Single Genome (Clonal) Sequencing of NS3 Protease Domain
· In addition to single mutations, variants encoding 2 or 3 amino acid
changes on the same genome were observed (Figure 4).
· In general, when introduced into the replicon, most of the single
mutations detected resulted in a lower fold change in EC50 value
compared with replicons with 2 or 3 mutations (data not shown).
Evolution of Amino Acid Changes over Time
Based on Deep Sequencing
· In patient 141, ultra-deep sequencing detected a Q80R and a D168E
mutation four weeks after the end of dosing for study TMC435-C101,
which were no longer detectable at baseline of the TMC435-C201 study.

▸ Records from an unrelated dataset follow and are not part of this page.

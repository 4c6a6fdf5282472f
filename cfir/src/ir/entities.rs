//! Entity references into the arenas owned by a [`crate::ir::Function`].
//!
//! Blocks, instructions, registers and constant values are never referenced through Rust
//! references: a `Function` is a dense web of cross-links (block ↔ instruction, register ↔
//! instruction, block ↔ block) and modeling that with borrows or `Rc`/`RefCell` fights the
//! borrow checker at every turn. Instead each entity kind gets its own 32-bit index type into a
//! typed arena (`PrimaryMap`) held by the `Function`. This is the single most important
//! redesign point relative to the pointer-graph this IR is modeled on: an id-based arena makes
//! dangling-reference bugs and destructor-order bugs unrepresentable at the API boundary.

use core::fmt;
use cranelift_entity::entity_impl;

/// A reference to a [`crate::ir::Block`] in a function.
#[derive(Copy, Clone, PartialEq, Eq, Hash, PartialOrd, Ord)]
pub struct BlockId(u32);
entity_impl!(BlockId, "block");

/// A reference to an [`crate::ir::Insn`] in a function.
#[derive(Copy, Clone, PartialEq, Eq, Hash, PartialOrd, Ord)]
pub struct InsnId(u32);
entity_impl!(InsnId, "insn");

/// A reference to a [`crate::ir::Register`] in a function.
#[derive(Copy, Clone, PartialEq, Eq, Hash, PartialOrd, Ord)]
pub struct RegId(u32);
entity_impl!(RegId, "r");

/// A reference to a constant [`crate::ir::Value`] in a function.
#[derive(Copy, Clone, PartialEq, Eq, Hash, PartialOrd, Ord)]
pub struct ValueId(u32);
entity_impl!(ValueId, "val");

/// A reference to any of the entities defined in this module, for use in diagnostics.
#[derive(Copy, Clone, PartialEq, Eq, Hash)]
pub enum AnyEntity {
    Block(BlockId),
    Insn(InsnId),
    Reg(RegId),
    Value(ValueId),
}

impl fmt::Display for AnyEntity {
    fn fmt(&self, f: &mut fmt::Formatter) -> fmt::Result {
        match *self {
            AnyEntity::Block(r) => r.fmt(f),
            AnyEntity::Insn(r) => r.fmt(f),
            AnyEntity::Reg(r) => r.fmt(f),
            AnyEntity::Value(r) => r.fmt(f),
        }
    }
}

impl fmt::Debug for AnyEntity {
    fn fmt(&self, f: &mut fmt::Formatter) -> fmt::Result {
        (self as &dyn fmt::Display).fmt(f)
    }
}

impl From<BlockId> for AnyEntity {
    fn from(r: BlockId) -> Self {
        AnyEntity::Block(r)
    }
}

impl From<InsnId> for AnyEntity {
    fn from(r: InsnId) -> Self {
        AnyEntity::Insn(r)
    }
}

impl From<RegId> for AnyEntity {
    fn from(r: RegId) -> Self {
        AnyEntity::Reg(r)
    }
}

impl From<ValueId> for AnyEntity {
    fn from(r: ValueId) -> Self {
        AnyEntity::Value(r)
    }
}

#[cfg(test)]
mod tests {
    use super::*;
    use cranelift_entity::EntityRef;

    #[test]
    fn display_prefixes() {
        assert_eq!(BlockId::new(3).to_string(), "block3");
        assert_eq!(InsnId::new(3).to_string(), "insn3");
        assert_eq!(RegId::new(3).to_string(), "r3");
        assert_eq!(ValueId::new(3).to_string(), "val3");
    }
}
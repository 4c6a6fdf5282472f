use crate::ir::{Function, InsnData};

/// Delete every `Copy` whose result register has no remaining uses.
pub fn remove_useless_copies(f: &mut Function) {
    let dead: Vec<_> = f
        .blocks()
        .flat_map(|b| f.block(b).insns().to_vec())
        .filter(|&insn| match &f.insn(insn).data {
            InsnData::Copy { result, .. } => f.reg(*result).uses.is_empty(),
            _ => false,
        })
        .collect();

    for insn in dead {
        f.destroy_insn(insn);
    }
}
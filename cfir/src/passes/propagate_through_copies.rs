use crate::ir::{Function, InsnData};

/// For every register `r` with exactly one defining `Copy` instruction `r := s`, where `s` also
/// has exactly one definition, rewrite every use of `r` to use `s` directly: `s`'s single
/// definition dominates the copy, which dominates every use of `r`, so it dominates them too.
///
/// Each register's source is read fresh from its defining instruction at the moment that
/// register is visited, rather than pre-collected before any rewrite runs. A copy's argument is
/// the same instruction slot whether the copy itself is being used as someone else's source or is
/// itself being rewritten, so a chain `c := b; b := a` collapses in a single forward scan over the
/// registers in creation order: rewriting `b`'s uses updates `c`'s defining instruction in place,
/// so by the time `c` is visited its source already reads `a`, not the original `b`.
pub fn propagate_through_copies(f: &mut Function) {
    for r in f.regs().collect::<Vec<_>>() {
        let defs = f.reg(r).defs.clone();
        if defs.len() != 1 {
            continue;
        }
        let InsnData::Copy { arg: s, .. } = &f.insn(defs[0]).data else {
            continue;
        };
        let s = *s;
        if f.reg(s).defs.len() != 1 {
            continue;
        }
        let uses = f.reg(r).uses.clone();
        for insn in uses {
            f.replace_arg_reg(insn, r, s);
        }
    }
}
//! A function: the unit that owns blocks, instructions, registers and constant values.
//!
//! All graph mutation funnels through the handful of methods below so that I1–I5 (back-link
//! consistency, edge symmetry, fall-through membership, successor completeness, entry/exit
//! degree) can never be observed broken from outside this module. This mirrors the way
//! `ControlFlowGraph::recompute_ebb` centralizes edge bookkeeping in the teacher: rather than
//! have every call site patch up predecessor lists by hand, a single `recompute_successors`
//! recomputes a block's successor set from its fall-through and terminator and diffs it against
//! the old set to patch predecessors exactly once.

use crate::ir::{Block, BlockId, Insn, InsnData, InsnId, RegId, Register, ValueId};
use crate::ir_bug;
use cranelift_entity::PrimaryMap;
use std::collections::HashMap;

/// Where to splice a new instruction into a block.
#[derive(Clone, Copy, PartialEq, Eq, Debug)]
pub enum InsertPos {
    /// After the last instruction.
    Append,
    /// Before the first instruction.
    Prepend,
    /// Immediately before the block's terminator, or at the end if the block has none.
    BeforeBranch,
}

/// A function: blocks, instructions, registers and constant values, plus the two dominator-tree
/// validity flags.
pub struct Function {
    pub name: String,
    blocks: PrimaryMap<BlockId, Block>,
    insns: PrimaryMap<InsnId, Insn>,
    regs: PrimaryMap<RegId, Register>,
    values: PrimaryMap<ValueId, crate::ir::Value>,
    const_cache: HashMap<i64, RegId>,
    entry: BlockId,
    exit: BlockId,
    next_block_number: u32,
    dominators_valid: bool,
    post_dominators_valid: bool,
}
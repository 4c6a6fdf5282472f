//! SSA construction and destruction (component E): φ-insertion at dominance frontiers,
//! dominator-tree-driven renaming, and φ-elimination by copy insertion on (split) critical
//! edges.

use crate::dominance;
use crate::error::IrError;
use crate::ir::{BlockId, Function, InsertPos, InsnData, InsnId, RegId};
use std::collections::{HashMap, HashSet};

/// Insert φ-functions, rename every definition and use into SSA form. Requires (and leaves)
/// `f.dominators_valid()`.
pub fn convert_to_ssa_form(f: &mut Function) -> Result<(), IrError> {
    dominance::update_dominators(f);
    log::debug!("converting {} to SSA form", f.name);
    insert_phi_functions(f);
    let entry = f.entry();
    let mut counters: HashMap<RegId, u32> = HashMap::new();
    rename_block(f, entry, HashMap::new(), &mut counters)?;
    Ok(())
}

/// φ-function placement. For every register, the classic worklist formulation: start from its
/// definition sites, and for each block newly reached by propagating through a dominance
/// frontier, place a φ there (if one isn't already present) and treat that block as a new
/// definition site in turn, since the φ itself is a definition.
fn insert_phi_functions(f: &mut Function) {
    let mut defsites: HashMap<RegId, Vec<BlockId>> = HashMap::new();
    for block in f.blocks().collect::<Vec<_>>() {
        for &insn in f.block(block).insns().to_vec().iter() {
            for r in f.insn(insn).results() {
                let sites = defsites.entry(r).or_default();
                if sites.last() != Some(&block) {
                    sites.push(block);
                }
            }
        }
    }

    for (proto, defs) in defsites {
        let mut has_phi: HashSet<BlockId> = HashSet::new();
        let mut worklist: Vec<BlockId> = defs.clone();
        let mut queued: HashSet<BlockId> = defs.into_iter().collect();
        while let Some(b) = worklist.pop() {
            for frontier_block in dominance::dominance_frontier(f, b) {
                if has_phi.insert(frontier_block) {
                    prepend_phi(f, frontier_block, proto);
                    if queued.insert(frontier_block) {
                        worklist.push(frontier_block);
                    }
                }
            }
        }
    }
}

/// Prepend a `PhiFun` for `proto` at the start of `block`. The φ's result is a placeholder
/// register that remembers `proto` via `ssa_proto`; the renaming walk replaces it with a real
/// SSA value register when it reaches this instruction, exactly as it does for every other
/// definition.
fn prepend_phi(f: &mut Function, block: BlockId, proto: RegId) -> InsnId {
    let proto_name = f.reg(proto).name.clone();
    let placeholder = f.make_reg(format!("{proto_name}.phi"));
    f.reg_mut(placeholder).ssa_proto = Some(proto);
    let phi = f.make_insn(InsnData::PhiFun {
        result: placeholder,
        inputs: Vec::new(),
    });
    f.insert_insn(block, phi, InsertPos::Prepend);
    phi
}

/// Depth-first walk of the forward dominator tree, carrying a hierarchical environment mapping
/// proto registers to their current SSA value register at this point in the walk.
fn rename_block(
    f: &mut Function,
    block: BlockId,
    mut env: HashMap<RegId, RegId>,
    counters: &mut HashMap<RegId, u32>,
) -> Result<(), IrError> {
    for insn in f.block(block).insns().to_vec() {
        for (i, arg) in f.insn(insn).args().iter().enumerate() {
            if let Some(&mapped) = env.get(arg) {
                f.change_arg(insn, i, mapped);
            }
        }
        for (i, result) in f.insn(insn).results().iter().enumerate() {
            let proto = f.reg(*result).ssa_proto.unwrap_or(*result);
            let index = counters.entry(proto).or_insert(0);
            let name = format!("{}.{}", f.reg(proto).name, *index);
            *index += 1;
            let new_reg = f.make_reg(name);
            f.reg_mut(new_reg).ssa_proto = Some(proto);
            f.reg_mut(proto).ssa_values.push(new_reg);
            f.change_result(insn, i, new_reg);
            env.insert(proto, new_reg);
        }
    }

    for child in f.block(block).dom_node().children.clone() {
        rename_block(f, child, env.clone(), counters)?;
    }

    for succ in f.block(block).successors().to_vec() {
        let phis: Vec<InsnId> = f
            .block(succ)
            .insns()
            .iter()
            .copied()
            .take_while(|&i| f.insn(i).is_phi_fun())
            .collect();
        for phi in phis {
            let phi_result = f.insn(phi).results()[0];
            let proto = f.reg(phi_result).ssa_proto.unwrap_or(phi_result);
            let current =
                env.get(&proto)
                    .copied()
                    .ok_or_else(|| IrError::PhiInputMissingValue {
                        register: proto,
                        block,
                    })?;
            let inp = f.make_insn(InsnData::PhiFunInp {
                arg: current,
                phi_fun: Some(phi),
            });
            f.insert_insn(block, inp, InsertPos::BeforeBranch);
        }
    }

    Ok(())
}

/// Eliminate φ-functions: split critical edges, then replace every φ with a `Copy` on each
/// incoming edge, in the (possibly newly-interposed) predecessor block.
pub fn convert_from_ssa_form(f: &mut Function) {
    log::debug!("converting {} out of SSA form", f.name);
    split_critical_edges(f);
    eliminate_phi_functions(f);
}

fn split_critical_edges(f: &mut Function) {
    for src in f.blocks().collect::<Vec<_>>() {
        if f.block(src).successors().len() <= 1 {
            continue;
        }
        let mut by_target: HashMap<BlockId, Vec<InsnId>> = HashMap::new();
        for &insn in f.block(src).insns() {
            if let InsnData::PhiFunInp {
                phi_fun: Some(phi), ..
            } = &f.insn(insn).data
            {
                if let Some(target) = f.insn(*phi).block() {
                    by_target.entry(target).or_default().push(insn);
                }
            }
        }
        for (target, inps) in by_target {
            log::trace!("splitting critical edge {:?} -> {:?}", src, target);
            let split = f.make_block();
            f.change_successor(src, target, split);
            f.set_fall_through(split, Some(target));
            for inp in inps {
                f.detach_insn(inp);
                f.insert_insn(split, inp, InsertPos::Append);
            }
        }
    }
}

fn eliminate_phi_functions(f: &mut Function) {
    for block in f.blocks().collect::<Vec<_>>() {
        let phis: Vec<InsnId> = f
            .block(block)
            .insns()
            .iter()
            .copied()
            .take_while(|&i| f.insn(i).is_phi_fun())
            .collect();
        for phi in phis {
            let (result, inputs) = match &f.insn(phi).data {
                InsnData::PhiFun { result, inputs } => (*result, inputs.clone()),
                _ => unreachable!("take_while guarantees PhiFun"),
            };
            for inp in &inputs {
                let arg = match &f.insn(*inp).data {
                    InsnData::PhiFunInp { arg, .. } => *arg,
                    _ => unreachable!("PhiFun.inputs only ever holds PhiFunInp ids"),
                };
                let home = f.insn(*inp).block().expect("phi input is still attached");
                let copy = f.make_insn(InsnData::Copy { arg, result });
                f.insert_insn(home, copy, InsertPos::BeforeBranch);
            }
            for inp in inputs {
                f.destroy_insn(inp);
            }
            f.destroy_insn(phi);
        }
    }
}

These two mutations emerged as major variants upon re-exposure to
TMC435 in the TMC435-C201 study (Figure 5a). This patient also showed
a slower initial viral decline in TMC435-C201 compared with in
· In patient 142, ultra-deep sequencing detected variant R155K persisting at
low frequency (<2%) at baseline of the TMC435-C201 study. This mutation
became detectable by population sequencing at Day 7 and 14 of the study
while HCV RNA was still declining. An S122R and an R155K mutation
became detectable by population and 454 sequencing at the time of viral
breakthrough (Week 28) (Figure 5b).
FIGURE 4: NS3 protease domain was amplified, cloned into standard
cloning vectors and sequenced to determine linkage of mutations.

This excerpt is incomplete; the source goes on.